Object classification with Kinect using cascaded classifiers

Question

My project is to create a software that recognizes certain objects like an apple or a coin etc. I want to use Kinect. My question is: Do I need to have a machine learning algorithm like haar classifier to recognize a object or kinect itself can do that?

Autonomous · Accepted Answer · 2014-03-26T21:51:01.267

4

Kinect itself cannot recognize objects. It will give you a dense depth map. Then you can use the depth features along with some simple features (in your case, maybe color features or gradient features would do the job). Those features you input to a classifier (SVM or Random Forest for example) to train the system. You use the trained model for testing on new samples.

Regarding Haar features, I think they could do the job but you would need a sufficiently large database of features. It all depends on what you want to detect. In the case of an apple and a coin, just color would suffice.

Refer this paper to get an idea how to perform human pose recognition using Kinect camera. You just have to pay attention to their depth features and their classifiers. Do not apply their approach directly. Your problem is simpler.

Edit: simple gradient orientations histogram

Gradient orientations can give you a coarse idea about the shape of the object (It is not a shape-feature to be specific, better shape features exist, but this one is extremely fast to calculate).

Code snippet:

%calculate gradient
[dx,dy] = gradient(double(img));
A = (atan(dy./(dx+eps))*180)/pi;   %eps added to avoid division by zero.

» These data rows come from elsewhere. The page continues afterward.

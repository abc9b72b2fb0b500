use std::fs::{self, File};
use std::io::{self, Read};
use std::path::{Path, PathBuf};

use sift_fs::{AtomicWriteOptions, FallbackStrategy, MoveOptions, Moved, PermissionMode};

use crate::{Error, Location, Result};

/// One directory tree of stored files.
#[derive(Debug, Clone)]
pub(crate) struct Volume {
    root: PathBuf,
}

impl Volume {
    pub fn new(root: impl Into<PathBuf>) -> Self {
        Self { root: root.into() }
    }

    pub fn root(&self) -> &Path {
        &self.root
    }

    pub fn path(&self, location: &Location) -> PathBuf {
        location.under(&self.root)
    }

    pub fn exists(&self, location: &Location) -> bool {
        self.path(location).is_file()
    }

    pub fn put(&self, location: &Location, bytes: &[u8]) -> Result<u64> {
        let path = self.prepare(location)?;
        Ok(sift_fs::atomic_write(
            &path,
            bytes,
            AtomicWriteOptions::new().permissions(PermissionMode::File),
        )?)
    }

    /// Moves `from` into the volume. The source is gone afterwards.
    pub fn put_file(&self, location: &Location, from: &Path) -> Result<u64> {
        let path = self.prepare(location)?;
        let options = MoveOptions::new()
            .fallback(FallbackStrategy::Copy)
            .permissions(PermissionMode::File);
        if sift_fs::move_file(from, &path, options)? == Moved::Copied {
            sift_fs::remove_file_if_exists(from)?;
        }
        self.size(location)
    }

    pub fn get(&self, location: &Location) -> Result<Vec<u8>> {
        let path = self.path(location);
        fs::read(&path).map_err(|e| not_found_or_io(location, path, e))
    }

    pub fn open(&self, location: &Location) -> Result<Box<dyn Read + Send>> {
        let path = self.path(location);
        let file = File::open(&path).map_err(|e| not_found_or_io(location, path, e))?;
        Ok(Box::new(file))
    }

    pub fn size(&self, location: &Location) -> Result<u64> {
        let path = self.path(location);
        fs::metadata(&path)
            .map(|m| m.len())
            .map_err(|e| not_found_or_io(location, path, e))
    }

    pub fn checksum(&self, location: &Location) -> Result<String> {
        if !self.exists(location) {
            return Err(Error::NotFound(location.to_string()));
        }
        Ok(sift_verify::checksum_file(self.path(location))?)
    }

    /// Renames within the volume. Overwrites `to`.
    pub fn rename(&self, from: &Location, to: &Location) -> Result<()> {
        if !self.exists(from) {
            return Err(Error::NotFound(from.to_string()));
        }
        let dest = self.prepare(to)?;
        let source = self.path(from);
        if sift_fs::move_file(&source, dest, MoveOptions::new())? == Moved::Copied {
            sift_fs::remove_file_if_exists(&source)?;
        }
        self.prune(from);
        Ok(())
    }

    pub fn copy(&self, from: &Location, to: &Location) -> Result<u64> {
        if !self.exists(from) {
            return Err(Error::NotFound(from.to_string()));
        }
        let dest = self.prepare(to)?;
        Ok(sift_fs::copy_file(
            self.path(from),
            dest,
            PermissionMode::File,
        )?)
    }

    pub fn delete(&self, location: &Location) -> Result<bool> {
        let removed = sift_fs::remove_file_if_exists(self.path(location))?;
        if removed {
            self.prune(location);
        }
        Ok(removed)
    }

    /// Every stored file, sorted.
    pub fn list(&self) -> Result<Vec<Location>> {
        let mut out = Vec::new();
        if self.root.is_dir() {
            walk(&self.root, &self.root, &mut out)?;
        }
        out.sort();
        Ok(out)
    }

    fn prepare(&self, location: &Location) -> Result<PathBuf> {
        let path = self.path(location);
        if let Some(parent) = path.parent() {
            sift_fs::ensure_dir(parent)?;
        }
        Ok(path)
    }

    /// Removes directories left empty by a delete or rename.
    pub fn prune(&self, location: &Location) {
        let mut dir = self.path(location).parent().map(Path::to_path_buf);
        while let Some(current) = dir {
            if current == self.root || fs::remove_dir(&current).is_err() {
                break;
            }
            dir = current.parent().map(Path::to_path_buf);
        }
    }
}

fn walk(root: &Path, dir: &Path, out: &mut Vec<Location>) -> Result<()> {
    let entries = fs::read_dir(dir).map_err(|e| Error::Io {
        path: dir.to_path_buf(),
        source: e,
    })?;
    for entry in entries {
        let entry = entry.map_err(|e| Error::Io {
            path: dir.to_path_buf(),
            source: e,
        })?;
        let path = entry.path();
        let file_type = entry.file_type().map_err(|e| Error::Io {
            path: path.clone(),
            source: e,
        })?;
        if file_type.is_dir() {
            walk(root, &path, out)?;
        } else if file_type.is_file() {
            let Ok(relative) = path.strip_prefix(root) else {
                continue;
            };
            let joined = relative
                .components()
                .map(|c| c.as_os_str().to_string_lossy())
                .collect::<Vec<_>>()
                .join("/");
            if let Ok(location) = Location::new(joined) {
                out.push(location);
            }
        }
    }
    Ok(())
}

fn not_found_or_io(location: &Location, path: PathBuf, e: io::Error) -> Error {
    if e.kind() == io::ErrorKind::NotFound {
        Error::NotFound(location.to_string())
    } else {
        Error::Io { path, source: e }
    }
}
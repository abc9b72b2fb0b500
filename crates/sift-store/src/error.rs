use std::io;
use std::path::PathBuf;

#[derive(Debug, thiserror::Error)]
pub enum Error {
    #[error("no content stored at '{0}'")]
    NotFound(String),

    #[error("invalid storage location '{0}'")]
    InvalidLocation(String),

    #[error("storage I/O failed at '{path}': {source}")]
    Io { path: PathBuf, source: io::Error },

    #[error("checksum mismatch after copying '{location}': expected {expected}, got {actual}")]
    ChecksumMismatch {
        location: String,
        expected: String,
        actual: String,
    },

    #[error(transparent)]
    Fs(#[from] sift_fs::Error),

    #[error(transparent)]
    Verify(#[from] sift_verify::VerificationError),

    #[error("storage has been purged")]
    Purged,
}

pub type Result<T> = std::result::Result<T, Error>;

A will contain orientation for each pixel. Segment your original image according to the depth values. For a segment having similar depth values, calculate color histogram. Extract the pixel orientations corresponding to that region, call it A_r. calculate a 9-bin (you can have more bins. Nine bins mean each bin will contain 180/9=20 degrees) histogram. Concatenate the color features and the gradient histogram. Do this for sufficient number of leaves. Then you can give this to a classifier for training.

Edit: This is a reply to a comment below.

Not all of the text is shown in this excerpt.